Your answer should consist of each line from the data below that contains "text".

+--

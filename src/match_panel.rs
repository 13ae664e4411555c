//! Match results: the primary card, two secondary rows and the suggestion list.

use floem::prelude::*;
use floem::reactive::{RwSignal, SignalGet, SignalUpdate, SignalWith, create_effect, create_memo};
use floem::views::dyn_stack;

use crate::catalog::{CatalogEntry, or_dash};
use crate::color::Rgb;
use crate::constants;
use crate::session::ColorSession;

fn to_color(rgb: Rgb) -> Color {
    Color::rgb8(rgb.r, rgb.g, rgb.b)
}

fn swatch(side: f32, rgb: impl Fn() -> Option<Rgb> + 'static) -> impl IntoView {
    empty().style(move |s| {
        let s = s
            .width(side)
            .height(side)
            .border_radius(constants::RADIUS)
            .border(1.0)
            .border_color(Color::rgb8(180, 180, 180));
        match rgb() {
            Some(rgb) => s.background(to_color(rgb)),
            None => s.background(Color::rgb8(230, 230, 230)),
        }
    })
}

fn field(name: &'static str, value: impl Fn() -> String + 'static) -> impl IntoView {
    h_stack((
        label(move || name).style(|s| {
            s.width(72.0)
                .font_size(constants::LABEL_FONT)
                .color(Color::rgb8(120, 120, 120))
        }),
        label(value).style(|s| s.font_size(constants::LABEL_FONT)),
    ))
}

/// Primary card: everything the catalog knows about the best match.
fn primary_card(card: impl Fn() -> Option<CatalogEntry> + Copy + 'static) -> impl IntoView {
    let show_ideas = RwSignal::new(false);

    // Collapse the ideas whenever the card changes.
    create_effect(move |_| {
        let _ = card();
        show_ideas.set(false);
    });

    let text = move |f: fn(&CatalogEntry) -> String| {
        move || card().map_or_else(|| constants::NO_MATCH.to_string(), |e| f(&e))
    };

    v_stack((
        h_stack((
            swatch(constants::CARD_SWATCH, move || card().map(|e| e.rgb)),
            v_stack((
                label(text(|e| e.display_name().to_string()))
                    .style(|s| s.font_size(constants::TITLE_FONT).font_bold()),
                label(text(|e| e.summary())).style(|s| {
                    s.font_size(constants::LABEL_FONT)
                        .color(Color::rgb8(120, 120, 120))
                }),
            ))
            .style(|s| s.gap(2.0)),
        ))
        .style(|s| s.gap(constants::GAP).items_center()),
        field("Temperature", text(|e| or_dash(&e.temperature).to_string())),
        field("Strength", text(|e| or_dash(&e.strength).to_string())),
        field("Hex", text(|e| e.hex.clone())),
        field("Link", text(|e| or_dash(&e.link).to_string())),
        label(move || {
            if show_ideas.get() {
                "Hide ideas"
            } else {
                "Show ideas"
            }
        })
        .style(move |s| {
            s.font_size(constants::LABEL_FONT)
                .color(Color::rgb8(60, 110, 200))
                .cursor(floem::style::CursorStyle::Pointer)
                .apply_if(card().is_none(), |s| s.hide())
        })
        .on_event_stop(floem::event::EventListener::PointerUp, move |_| {
            show_ideas.update(|open| *open = !*open);
        }),
        label(move || {
            card().map_or_else(String::new, |e| {
                if e.ideas.is_empty() {
                    "No ideas yet".to_string()
                } else {
                    e.ideas
                        .iter()
                        .map(|idea| format!("• {idea}"))
                        .collect::<Vec<_>>()
                        .join("\n")
                }
            })
        })
        .style(move |s| {
            s.font_size(constants::LABEL_FONT)
                .apply_if(!show_ideas.get() || card().is_none(), |s| s.hide())
        }),
    ))
    .style(|s| {
        s.gap(4.0)
            .padding(constants::PADDING)
            .border_radius(constants::RADIUS)
            .background(Color::WHITE)
    })
}

/// One compact clickable row; clicking pins the entry to the primary card.
fn entry_row(
    session: RwSignal<ColorSession>,
    entry: impl Fn() -> Option<CatalogEntry> + Copy + 'static,
) -> impl IntoView {
    h_stack((
        swatch(constants::SMALL_SWATCH, move || entry().map(|e| e.rgb)),
        label(move || {
            entry().map_or_else(
                || constants::NO_MATCH.to_string(),
                |e| format!("{} · {}", e.display_name(), e.hex),
            )
        })
        .style(|s| s.font_size(constants::LABEL_FONT)),
    ))
    .style(move |s| {
        s.gap(constants::GAP)
            .items_center()
            .padding(2.0)
            .border_radius(3.0)
            .apply_if(entry().is_some(), |s| {
                s.cursor(floem::style::CursorStyle::Pointer)
                    .hover(|s| s.background(Color::rgb8(230, 230, 230)))
            })
    })
    .on_event_stop(floem::event::EventListener::PointerUp, move |_| {
        if let Some(e) = entry() {
            session.update(|s| s.feature(e));
        }
    })
}

/// The card, the runner-up matches and the filtered suggestions.
pub(crate) fn match_panel(session: RwSignal<ColorSession>) -> impl IntoView {
    let matches = create_memo(move |_| session.with(|s| s.matches()));
    let card = create_memo(move |_| session.with(|s| s.primary_card()));
    let suggestions = create_memo(move |_| {
        session.with(|s| {
            s.suggestions()
                .into_iter()
                .cloned()
                .collect::<Vec<CatalogEntry>>()
        })
    });

    v_stack((
        primary_card(move || card.get()),
        entry_row(session, move || {
            matches.with(|m| m.secondary()[0].cloned())
        }),
        entry_row(session, move || {
            matches.with(|m| m.secondary()[1].cloned())
        }),
        label(|| "Suggestions").style(|s| {
            s.font_size(constants::LABEL_FONT)
                .color(Color::rgb8(120, 120, 120))
                .margin_top(4.0)
        }),
        dyn_stack(
            move || suggestions.get().into_iter().enumerate(),
            |(i, e)| (*i, e.name.clone(), e.hex.clone()),
            move |(_, e)| {
                let e = RwSignal::new(e);
                entry_row(session, move || Some(e.get()))
            },
        )
        .style(|s| s.flex_col().gap(2.0)),
    ))
    .style(|s| s.gap(4.0))
}
//! Sizing, color, and styling constants for the tool.

/// Cursor ring radius on the wheel
pub const CURSOR_RADIUS: f64 = 7.0;

/// Displayed width of the value bar
pub const BAR_WIDTH: f32 = 24.0;

/// Border radius for swatches and the value bar
pub const RADIUS: f32 = 4.0;

/// Gap between tool elements
pub const GAP: f32 = 8.0;

/// Padding around the whole tool
pub const PADDING: f32 = 8.0;

/// Hex input field width
pub const HEX_INPUT_WIDTH: f32 = 64.0;

/// Search input field width
pub const SEARCH_INPUT_WIDTH: f32 = 140.0;

/// Input font size
pub const INPUT_FONT: f32 = 11.0;

/// Label font size
pub const LABEL_FONT: f32 = 10.0;

/// Title font size on the primary card
pub const TITLE_FONT: f32 = 14.0;

/// Primary card swatch side
pub const CARD_SWATCH: f32 = 48.0;

/// Secondary and suggestion swatch side
pub const SMALL_SWATCH: f32 = 20.0;

/// Placeholder shown in an empty match slot
pub const NO_MATCH: &str = "—";
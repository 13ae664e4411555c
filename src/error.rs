//! Error types for catalog loading and configuration.

use thiserror::Error;

/// Errors that can occur while fetching or parsing the catalog.
#[derive(Error, Debug)]
pub enum CatalogError {
    /// I/O error while reading a local catalog
    #[error("IO error: {0}")]
    Io(#[from] std::io::Error),

    /// The source answered, but not with a usable body
    #[error("Catalog unavailable from {source_name}: {reason}")]
    Unavailable {
        /// Human-readable description of the source
        source_name: String,
        /// Why the body could not be used
        reason: String,
    },

    /// The body is an HTML page, not a published sheet
    #[error("Catalog source returned HTML; publish it as TSV or CSV")]
    HtmlResponse,

    /// A required column is not present in the header row
    #[error("Missing required column: {column}")]
    MissingColumn {
        /// Name of the missing column
        column: String,
    },
}

impl CatalogError {
    /// Create an unavailable-source error.
    pub fn unavailable(source_name: impl Into<String>, reason: impl Into<String>) -> Self {
        Self::Unavailable {
            source_name: source_name.into(),
            reason: reason.into(),
        }
    }

    /// Create a missing column error.
    pub fn missing_column(column: impl Into<String>) -> Self {
        Self::MissingColumn {
            column: column.into(),
        }
    }
}

/// Errors raised while loading a [`ToolConfig`](crate::ToolConfig).
#[derive(Error, Debug)]
pub enum ConfigError {
    #[error("IO error: {0}")]
    Io(#[from] std::io::Error),

    #[error("Invalid config: {0}")]
    Parse(#[from] toml::de::Error),
}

+--

> _Solved problem_:
    let text = move |f: fn(&CatalogEntry) -> String| {
                label(text(|e| e.display_name().to_string()))
                label(text(|e| e.summary())).style(|s| {
        field("Temperature", text(|e| or_dash(&e.temperature).to_string())),
        field("Strength", text(|e| or_dash(&e.strength).to_string())),
        field("Hex", text(|e| e.hex.clone())),
        field("Link", text(|e| or_dash(&e.link).to_string())),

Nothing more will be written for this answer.